JEFF:  There are some general definitions.  But a really good working definition that separates out the different plants into categories by how much they really do to our native ecosystems that you're talking about – in my opinion we really don't have that right now.

AMY:  So it's really just a matter of, "I see some buddleia in the ravine down the street from my house, so buddleia must be invasive?”  Whether it’s actually threatened another plant or not?

JEFF:  Right. Exactly.  And here it’s buckthorn. Buckthorn seems to be taking over at the edges of forests, and I see it too.  Is it an invasive that needs to be controlled at any cost, or is it just a more vigorous plant? Often that question is decided more by politics than science.

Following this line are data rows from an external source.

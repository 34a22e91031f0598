//! Victim selection when every frame is occupied.
//!
//! Both policies share one rotating clock hand over the frame pool.
//!
//! * [`ReplacementPolicy::Legacy`] scans for a free frame only. It exists for
//!   parity with the earlier simulator, whose scan could never succeed once
//!   the pool was full. Here the scan gives up after one circuit and takes the
//!   frame under the hand, which degrades to FIFO order.
//! * [`ReplacementPolicy::WsClock`] is the working-set clock: referenced
//!   frames get a second chance, unreferenced frames older than the recency
//!   threshold are evicted.

use std::fmt;
use std::str::FromStr;

use crate::memory::{FrameIndex, FramePool};

#[derive(Debug, Clone, Copy, Default, PartialEq, Eq)]
pub enum ReplacementPolicy {
    Legacy,
    #[default]
    WsClock,
}

impl FromStr for ReplacementPolicy {
    type Err = String;

    fn from_str(s: &str) -> Result<Self, Self::Err> {
        match s.to_ascii_lowercase().as_str() {
            "legacy" => Ok(ReplacementPolicy::Legacy),
            "wsclock" => Ok(ReplacementPolicy::WsClock),
            other => Err(format!("unknown replacement policy: {} (expected legacy or wsclock)", other)),
        }
    }
}

impl fmt::Display for ReplacementPolicy {
    fn fmt(&self, f: &mut fmt::Formatter<'_>) -> fmt::Result {
        match self {
            ReplacementPolicy::Legacy => write!(f, "legacy"),
            ReplacementPolicy::WsClock => write!(f, "wsclock"),
        }
    }
}

/// Rotating hand over the frame pool
#[derive(Debug)]
pub struct ClockHand {
    policy: ReplacementPolicy,
    recent_age: u64,
    position: FrameIndex,
}

impl ClockHand {
    pub fn new(policy: ReplacementPolicy, recent_age: u64) -> Self {
        ClockHand {
            policy,
            recent_age,
            position: 0,
        }
    }

    pub fn policy(&self) -> ReplacementPolicy {
        self.policy
    }

    /// Frame the hand currently points at
    pub fn position(&self) -> FrameIndex {
        self.position
    }

    /// Pick a frame to reuse; the result is always within the pool.
    ///
    /// The pool must not be empty.
    pub fn select_victim(&mut self, pool: &mut FramePool, now: u64) -> FrameIndex {
        assert!(!pool.is_empty(), "replacement requested on an empty frame pool");
        match self.policy {
            ReplacementPolicy::Legacy => self.legacy_scan(pool),
            ReplacementPolicy::WsClock => self.ws_clock(pool, now),
        }
    }

    fn legacy_scan(&mut self, pool: &FramePool) -> FrameIndex {
        for _ in 0..pool.len() {
            let candidate = self.advance(pool.len());
            if pool.get(candidate).is_free() {
                return candidate;
            }
        }
        self.advance(pool.len())
    }

    fn ws_clock(&mut self, pool: &mut FramePool, now: u64) -> FrameIndex {
        // first circuit clears reference bits, second can then find a victim
        for _ in 0..2 * pool.len() {
            let candidate = self.advance(pool.len());
            let frame = pool.get_mut(candidate);

            if frame.is_free() {
                return candidate;
            }
            if frame.referenced() {
                frame.clear_referenced();
                continue;
            }
            if frame.age(now) > self.recent_age {
                log::debug!(
                    "wsclock: frame {} idle for {} ticks, evicting",
                    candidate,
                    frame.age(now)
                );
                return candidate;
            }
        }

        // every frame is in the working set
        log::debug!("wsclock: no frame outside the working set, taking frame {}", self.position);
        self.advance(pool.len())
    }

    /// Return the frame under the hand and move the hand past it
    fn advance(&mut self, len: usize) -> FrameIndex {
        let current = self.position;
        self.position = (self.position + 1) % len;
        current
    }
}

#[cfg(test)]
mod tests {
    use super::*;

    fn full_pool(count: usize) -> FramePool {
        let mut pool = FramePool::new(count);
        for frame in 0..count {
            pool.mark_occupied(frame, frame as u64, frame as u64 + 1);
        }
        pool
    }

    #[test]
    fn test_policy_parse_and_display() {
        assert_eq!("legacy".parse::<ReplacementPolicy>(), Ok(ReplacementPolicy::Legacy));
        assert_eq!("WSClock".parse::<ReplacementPolicy>(), Ok(ReplacementPolicy::WsClock));
        assert!("lru".parse::<ReplacementPolicy>().is_err());
        assert_eq!(ReplacementPolicy::WsClock.to_string(), "wsclock");
    }

    #[test]
    fn test_legacy_finds_free_frame_from_hand() {
        let mut pool = full_pool(4);
        pool.mark_free(2);
        let mut hand = ClockHand::new(ReplacementPolicy::Legacy, 10);

        assert_eq!(hand.select_victim(&mut pool, 5), 2);
        assert_eq!(hand.position(), 3);
    }

    #[test]
    fn test_legacy_full_pool_is_fifo() {
        let mut pool = full_pool(3);
        let mut hand = ClockHand::new(ReplacementPolicy::Legacy, 10);

        assert_eq!(hand.select_victim(&mut pool, 4), 0);
        assert_eq!(hand.select_victim(&mut pool, 5), 1);
        assert_eq!(hand.select_victim(&mut pool, 6), 2);
        assert_eq!(hand.select_victim(&mut pool, 7), 0);
    }

    #[test]
    fn test_legacy_ignores_reference_bits() {
        let mut pool = full_pool(2);
        let mut hand = ClockHand::new(ReplacementPolicy::Legacy, 1);

        hand.select_victim(&mut pool, 10);
        assert!(pool.get(0).referenced());
        assert!(pool.get(1).referenced());
    }

    #[test]
    fn test_wsclock_all_recent_falls_back_to_hand() {
        // every frame referenced and young: two circuits, then frame 0
        let mut pool = full_pool(4);
        let mut hand = ClockHand::new(ReplacementPolicy::WsClock, 10);

        assert_eq!(hand.select_victim(&mut pool, 5), 0);
        assert_eq!(hand.position(), 1);
        assert!(pool.iter().all(|f| !f.referenced()));
    }

    #[test]
    fn test_wsclock_evicts_oldest_unreferenced() {
        let mut pool = full_pool(4);
        let mut hand = ClockHand::new(ReplacementPolicy::WsClock, 2);

        // frame 0 loaded at t=1, so at t=5 it is 4 ticks old after losing its bit
        assert_eq!(hand.select_victim(&mut pool, 5), 0);
    }

    #[test]
    fn test_wsclock_gives_second_chance() {
        let mut pool = full_pool(3);
        for frame in 0..3 {
            pool.get_mut(frame).clear_referenced();
        }
        // frame 0 was just used
        pool.touch(0, 20, None);
        let mut hand = ClockHand::new(ReplacementPolicy::WsClock, 5);

        assert_eq!(hand.select_victim(&mut pool, 21), 1);
        assert!(!pool.get(0).referenced());
    }

    #[test]
    fn test_wsclock_skips_young_unreferenced() {
        let mut pool = full_pool(3);
        for frame in 0..3 {
            pool.get_mut(frame).clear_referenced();
        }
        pool.touch(0, 19, None);
        pool.touch(1, 20, None);
        for frame in 0..2 {
            pool.get_mut(frame).clear_referenced();
        }
        let mut hand = ClockHand::new(ReplacementPolicy::WsClock, 5);

        // frames 0 and 1 are within the window, frame 2 (t=3) is not
        assert_eq!(hand.select_victim(&mut pool, 21), 2);
        assert_eq!(hand.position(), 0);
    }

    #[test]
    fn test_wsclock_takes_free_frame() {
        let mut pool = full_pool(3);
        pool.mark_free(1);
        let mut hand = ClockHand::new(ReplacementPolicy::WsClock, 5);

        assert_eq!(hand.select_victim(&mut pool, 9), 1);
    }
}
use std::fmt;

/// Running counters for one simulation run.
///
/// Only the memory manager records events; everything else reads.
#[derive(Debug, Clone, Default, PartialEq, Eq)]
pub struct Statistics {
    page_size: u64,
    translations: u64,
    hits: u64,
    faults: u64,
    replacements: u64,
    frames_allocated: u64,
}

impl Statistics {
    pub fn new(page_size: u64) -> Self {
        Statistics {
            page_size,
            ..Default::default()
        }
    }

    pub(crate) fn record_translation(&mut self) {
        self.translations += 1;
    }

    pub(crate) fn record_hit(&mut self) {
        self.hits += 1;
    }

    pub(crate) fn record_fault(&mut self) {
        self.faults += 1;
    }

    pub(crate) fn record_replacement(&mut self) {
        self.replacements += 1;
    }

    pub(crate) fn record_allocation(&mut self) {
        self.frames_allocated += 1;
    }

    pub fn page_size(&self) -> u64 {
        self.page_size
    }

    pub fn translations(&self) -> u64 {
        self.translations
    }

    pub fn hits(&self) -> u64 {
        self.hits
    }

    pub fn faults(&self) -> u64 {
        self.faults
    }

    pub fn replacements(&self) -> u64 {
        self.replacements
    }

    pub fn frames_allocated(&self) -> u64 {
        self.frames_allocated
    }

    pub fn bytes_committed(&self) -> u64 {
        self.frames_allocated * self.page_size
    }

    /// Fraction of translations that hit, 0 when nothing was translated
    pub fn hit_rate(&self) -> f64 {
        if self.translations == 0 {
            0.0
        } else {
            self.hits as f64 / self.translations as f64
        }
    }
}

impl fmt::Display for Statistics {
    fn fmt(&self, f: &mut fmt::Formatter<'_>) -> fmt::Result {
        writeln!(f, "Page size: {} bytes", self.page_size)?;
        writeln!(f, "Page replacements: {}", self.replacements)?;
        writeln!(
            f,
            "Page table hits: {} of {} addresses ({:.2}%)",
            self.hits,
            self.translations,
            self.hit_rate() * 100.0
        )?;
        writeln!(f, "Page faults: {}", self.faults)?;
        writeln!(f, "Frames allocated: {}", self.frames_allocated)?;
        write!(f, "Bytes committed: {}", self.bytes_committed())
    }
}

#[cfg(test)]
mod tests {
    use super::*;

    #[test]
    fn test_new_is_zeroed() {
        let stats = Statistics::new(4096);
        assert_eq!(stats.page_size(), 4096);
        assert_eq!(stats.translations(), 0);
        assert_eq!(stats.bytes_committed(), 0);
        assert_eq!(stats.hit_rate(), 0.0);
    }

    #[test]
    fn test_bytes_committed_follows_allocations() {
        let mut stats = Statistics::new(4096);
        stats.record_allocation();
        stats.record_allocation();
        stats.record_allocation();
        assert_eq!(stats.frames_allocated(), 3);
        assert_eq!(stats.bytes_committed(), 3 * 4096);
    }

    #[test]
    fn test_hit_rate() {
        let mut stats = Statistics::new(4096);
        for _ in 0..4 {
            stats.record_translation();
        }
        stats.record_hit();
        assert_eq!(stats.hit_rate(), 0.25);
    }

    #[test]
    fn test_display_summary() {
        let mut stats = Statistics::new(4096);
        stats.record_translation();
        stats.record_fault();
        stats.record_allocation();
        stats.record_translation();
        stats.record_hit();

        let summary = stats.to_string();
        assert!(summary.contains("Page size: 4096 bytes"));
        assert!(summary.contains("Page table hits: 1 of 2 addresses (50.00%)"));
        assert!(summary.contains("Bytes committed: 4096"));
    }
}
//! Activity log (status notifier)
//!
//! One timestamped line per notable event, newest last.

use chrono::{DateTime, Local};

pub const DEFAULT_MAX_ENTRIES: usize = 200;

/// Characters kept from a transcript body when mirrored into the log
pub const PREVIEW_CHARS: usize = 50;

#[derive(Debug, Clone, PartialEq, Eq)]
pub struct ActivityEntry {
    pub created_at: DateTime<Local>,
    pub text: String,
}

impl ActivityEntry {
    /// `[HH:MM:SS] text`
    pub fn formatted(&self) -> String {
        format!("[{}] {}", self.created_at.format("%H:%M:%S"), self.text)
    }
}

#[derive(Debug, Clone)]
pub struct ActivityLog {
    entries: Vec<ActivityEntry>,
    max_entries: usize,
}

impl ActivityLog {
    pub fn new() -> Self {
        Self::with_capacity(DEFAULT_MAX_ENTRIES)
    }

    pub fn with_capacity(max_entries: usize) -> Self {
        Self {
            entries: Vec::new(),
            max_entries: max_entries.max(1),
        }
    }

    /// Append one line
    pub fn notify(&mut self, text: impl Into<String>) {
        let text = text.into();
        tracing::debug!(activity = %text);
        self.entries.push(ActivityEntry {
            created_at: Local::now(),
            text,
        });
        if self.entries.len() > self.max_entries {
            let excess = self.entries.len() - self.max_entries;
            self.entries.drain(..excess);
        }
    }

    pub fn entries(&self) -> &[ActivityEntry] {
        &self.entries
    }

    pub fn len(&self) -> usize {
        self.entries.len()
    }

    pub fn is_empty(&self) -> bool {
        self.entries.is_empty()
    }

    pub fn last(&self) -> Option<&ActivityEntry> {
        self.entries.last()
    }
}

impl Default for ActivityLog {
    fn default() -> Self {
        Self::new()
    }
}

/// First `PREVIEW_CHARS` characters, with `...` appended when cut
pub fn preview(text: &str) -> String {
    let mut chars = text.chars();
    let head: String = chars.by_ref().take(PREVIEW_CHARS).collect();
    if chars.next().is_some() {
        format!("{}...", head)
    } else {
        head
    }
}

#[cfg(test)]
mod tests {
    use super::*;

    #[test]
    fn test_preview_short_text_untouched() {
        assert_eq!(preview("hello"), "hello");
        let exact = "x".repeat(PREVIEW_CHARS);
        assert_eq!(preview(&exact), exact);
    }

    #[test]
    fn test_preview_truncates_on_char_boundary() {
        let long = "é".repeat(60);
        let cut = preview(&long);
        assert!(cut.ends_with("..."));
        assert_eq!(cut.chars().count(), PREVIEW_CHARS + 3);
    }

    #[test]
    fn test_notify_appends_and_caps() {
        let mut log = ActivityLog::with_capacity(2);
        log.notify("one");
        log.notify("two");
        log.notify("three");
        assert_eq!(log.len(), 2);
        assert_eq!(log.entries()[0].text, "two");
        assert!(log.last().unwrap().formatted().ends_with("] three"));
    }
}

AMY:   There was one more really interesting point in your book that I wanted to bring up. You made the point that Europe is a completely disrupted, non-native ecosystem. Humans have been there for thousands of years, chopping down trees and bringing in other plants. I thought about that when I was in France this fall. There really aren't any native, undisturbed areas like we have here.  I mean, the place was deforested in Roman times.  I hear all this talk about advanced forest management practices in Europe that allow much more logging than we allow here—it’s an argument used by the timber industry to justify more clear-cutting—but I drove through a French national forest.  It was a tree farm!  Literally, trees planted in straight rows and cut on 100-acre rotations.  I realized that they just don’t have the kind of ecology we have here.

JEFF:  Yes, and when I made that statement in the book I was really thinking about England in particular. They have been bringing plants in since the 1500s.  They don’t even know whether the pear is native to the region.

AMY:  And yet, as you point out in the book, it continues to be an ecosystem that functions in some way. I mean, England is obviously capable of supporting life — plant life, human life, animal life.

JEFF: But what they have is completely different from what they would have had if humans had never entered the scene.  Nature has a way of finding its own balance.  New plants change the balance, but that doesn’t mean that the balance ceases to exist.

It's called How the Government got in Your Backyard, and it's available at bookstores everywhere.  Check it out.

Posted by on March 2, 2011 at 3:50 am, in the category Unusually Clever People.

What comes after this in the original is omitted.